- Episode no.: Season 7 Episode 5
- Directed by: Martin Wood
- Written by: Joseph Mallozzi; Paul Mullie;
- Cinematography by: Jim Menard
- Editing by: Brad Rines
- Production code: P271
- Original air date: July 11, 2003
- Running time: 44 minutes;

Guest appearances
- Christopher Heyerdahl as Pallan; Peter Lacroix as Kendrick; Tiffany Lyndall-Knight as Evalla; Liam Ranger as Nevin;

Episode chronology
| ← Previous "Orpheus" | Next → "Lifeboat" |
- Stargate SG-1 (season 7)

= Revisions (Stargate SG-1) =

"Revisions" is the 5th episode from the seventh season of the science fiction television series Stargate SG-1 and is the 137th episode overall. It was first broadcast on the Sci-Fi Channel on July 11, 2003. The episode was written by Joseph Mallozzi and Paul Mullie and was directed by Martin Wood.

In the episode, Stargate Command discovers a civilization living in a seemingly perfect dome on an otherwise toxic, unliveable planet.
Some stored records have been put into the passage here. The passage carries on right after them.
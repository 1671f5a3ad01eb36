//! Board configuration

use crate::clock::EndOfDayPolicy;
use crate::error::ConfigError;
use crate::timetable::MINUTES_PER_DAY;

/// Simulated time at power-on (09:30)
pub const DEFAULT_START_MINUTE: u16 = 570;

/// Real-time ticks per simulated minute
pub const DEFAULT_TICKS_PER_MINUTE: u8 = 5;

/// Real-time tick interval in milliseconds
pub const DEFAULT_TICK_INTERVAL_MS: u32 = 1000;

/// Departures shown below the header
pub const DEFAULT_VISIBLE_ROWS: u8 = 5;

/// Most departure rows that fit between header and status line
pub const MAX_VISIBLE_ROWS: u8 = 6;

/// Departure board configuration
#[derive(Debug, Clone, Copy, PartialEq, Eq)]
#[cfg_attr(feature = "defmt", derive(defmt::Format))]
pub struct BoardConfig {
    /// Fast clock minute of day at power-on
    pub start_minute: u16,
    /// Ticks per simulated minute (5 ticks of 1 s = one minute every 5 s)
    pub ticks_per_minute: u8,
    /// Tick interval (ms)
    pub tick_interval_ms: u32,
    /// Behaviour after the last departure of the day
    pub end_of_day: EndOfDayPolicy,
    /// Number of departure rows on screen
    pub visible_rows: u8,
}

impl BoardConfig {
    /// Default configuration, usable in `const` context
    pub const fn new() -> Self {
        Self {
            start_minute: DEFAULT_START_MINUTE,
            ticks_per_minute: DEFAULT_TICKS_PER_MINUTE,
            tick_interval_ms: DEFAULT_TICK_INTERVAL_MS,
            end_of_day: EndOfDayPolicy::ClampToLast,
            visible_rows: DEFAULT_VISIBLE_ROWS,
        }
    }

    /// Check all values are in range
    pub fn validate(&self) -> Result<(), ConfigError> {
        if self.start_minute >= MINUTES_PER_DAY {
            return Err(ConfigError::InvalidConfig {
                field: "start_minute",
            });
        }
        if self.ticks_per_minute == 0 {
            return Err(ConfigError::InvalidConfig {
                field: "ticks_per_minute",
            });
        }
        if self.tick_interval_ms == 0 {
            return Err(ConfigError::InvalidConfig {
                field: "tick_interval_ms",
            });
        }
        if self.visible_rows == 0 || self.visible_rows > MAX_VISIBLE_ROWS {
            return Err(ConfigError::InvalidConfig {
                field: "visible_rows",
            });
        }
        Ok(())
    }

    /// Real time for one simulated minute (ms)
    pub fn real_ms_per_minute(&self) -> u32 {
        self.tick_interval_ms
            .saturating_mul(self.ticks_per_minute as u32)
    }
}

impl Default for BoardConfig {
    fn default() -> Self {
        Self::new()
    }
}
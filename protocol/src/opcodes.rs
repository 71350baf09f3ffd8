//! Opcode tables for the game, CSP extension, plugin and RCON protocols.

macro_rules! opcode_enum {
    (
        $(#[$meta:meta])*
        pub enum $name:ident : $repr:ident {
            $($(#[$vmeta:meta])* $variant:ident = $value:literal,)+
        }
    ) => {
        $(#[$meta])*
        #[derive(Debug, Clone, Copy, PartialEq, Eq, Hash)]
        #[repr($repr)]
        pub enum $name {
            $($(#[$vmeta])* $variant = $value,)+
        }

        impl $name {
            pub fn from_repr(value: $repr) -> Option<Self> {
                match value {
                    $($value => Some(Self::$variant),)+
                    _ => None,
                }
            }

            pub fn repr(self) -> $repr {
                self as $repr
            }
        }
    };
}

opcode_enum! {
    /// First payload byte of every game TCP frame and UDP datagram.
    pub enum ACServerProtocol: u8 {
        BlacklistedOnServer = 0x3B,
        WrongPassword = 0x3C,
        RequestNewConnection = 0x3D,
        NewCarConnection = 0x3E,
        UnsupportedProtocol = 0x42,
        CleanExitDrive = 0x43,
        Checksum = 0x44,
        NoSlotsAvailable = 0x45,
        PositionUpdate = 0x46,
        Chat = 0x47,
        MegaPacket = 0x48,
        LapCompleted = 0x49,
        CarDisconnected = 0x4D,
        /// UDP endpoint association, echoed by the server.
        CarConnect = 0x4E,
        CarConnected = 0x5A,
        KickCar = 0x68,
        AuthFailed = 0x6F,
        /// Custom Shaders Patch extension envelope.
        Extended = 0xAB,
        Ping = 0xF8,
        Pong = 0xF9,
    }
}

opcode_enum! {
    /// Second-level opcode inside a TCP [`ACServerProtocol::Extended`] packet.
    pub enum CSPMessageTypeTcp: u8 {
        SpectateCar = 0x00,
        CarVisibilityUpdate = 0x02,
        ClientMessage = 0x03,
        SystemMessage = 0x04,
        KickBanMessage = 0x05,
    }
}

opcode_enum! {
    /// Second-level opcode inside a UDP [`ACServerProtocol::Extended`] packet.
    pub enum CSPMessageTypeUdp: u8 {
        WeatherUpdate = 0x01,
        CustomUpdate = 0x02,
        ClientMessage = 0x03,
    }
}

opcode_enum! {
    /// Message type of a CSP client message. Lua messages carry a further
    /// 32-bit type tag.
    pub enum CSPClientMessageType: u16 {
        HandshakeIn = 0x0000,
        HandshakeOut = 0x0001,
        AdminPenalty = 0x0002,
        LuaMessage = 0xFFFF,
    }
}

opcode_enum! {
    /// Reason byte of a [`ACServerProtocol::KickCar`] packet.
    pub enum KickReason: u8 {
        None = 0,
        Kicked = 1,
        VoteKicked = 2,
        VoteBanned = 3,
        ChecksumFailed = 4,
        Timeout = 5,
    }
}

opcode_enum! {
    /// Session kind advertised to clients and plugins.
    pub enum SessionType: u8 {
        Booking = 0,
        Practice = 1,
        Qualifying = 2,
        Race = 3,
    }
}

opcode_enum! {
    /// Opcodes of the UDP telemetry plugin protocol.
    pub enum UdpPluginProtocol: u8 {
        NewSession = 50,
        NewConnection = 51,
        ConnectionClosed = 52,
        CarUpdate = 53,
        CarInfo = 54,
        EndSession = 55,
        Version = 56,
        Chat = 57,
        ClientLoaded = 58,
        SessionInfo = 59,
        Error = 60,
        LapCompleted = 73,
        ClientEvent = 130,
        RealtimePosInterval = 200,
        GetCarInfo = 201,
        SendChat = 202,
        BroadcastChat = 203,
        GetSessionInfo = 204,
        SetSessionInfo = 205,
        KickUser = 206,
        NextSession = 207,
        RestartSession = 208,
        AdminCommand = 209,
    }
}

/// Version byte sent in the plugin `Version` message.
pub const UDP_PLUGIN_PROTOCOL_VERSION: u8 = 4;

opcode_enum! {
    /// RCON packet types. `ExecCommand` and `AuthResponse` share value 2;
    /// the direction decides which one applies.
    pub enum RconRequestType: i32 {
        ExecCommand = 2,
        Auth = 3,
    }
}

opcode_enum! {
    pub enum RconResponseType: i32 {
        ResponseValue = 0,
        AuthResponse = 2,
    }
}

#[cfg(test)]
mod tests {
    use super::*;

    #[test]
    fn test_opcode_values_match_wire() {
        assert_eq!(ACServerProtocol::NewCarConnection.repr(), 0x3E);
        assert_eq!(ACServerProtocol::PositionUpdate.repr(), 0x46);
        assert_eq!(ACServerProtocol::Chat.repr(), 0x47);
        assert_eq!(ACServerProtocol::AuthFailed.repr(), 0x6F);
        assert_eq!(ACServerProtocol::Extended.repr(), 0xAB);
    }

    #[test]
    fn test_from_repr() {
        assert_eq!(
            ACServerProtocol::from_repr(0x3D),
            Some(ACServerProtocol::RequestNewConnection)
        );
        assert_eq!(ACServerProtocol::from_repr(0x00), None);
        assert_eq!(
            CSPClientMessageType::from_repr(0xFFFF),
            Some(CSPClientMessageType::LuaMessage)
        );
        assert_eq!(RconRequestType::from_repr(3), Some(RconRequestType::Auth));
        assert_eq!(RconRequestType::from_repr(0), None);
        assert_eq!(
            UdpPluginProtocol::from_repr(209),
            Some(UdpPluginProtocol::AdminCommand)
        );
    }
}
After making contact, SG-1 learn that the inhabitants are all neurologically connected to a central computer known as The Link, from which they can access any information, at any time. Believing everything is not as it seems, Major Samantha Carter (Amanda Tapping) learns from one of the inhabitants, Pallan (Christopher Heyerdahl), about their technology, whilst Dr. Daniel Jackson (Michael Shanks) attempts to find out more about planets history and the dome's creation.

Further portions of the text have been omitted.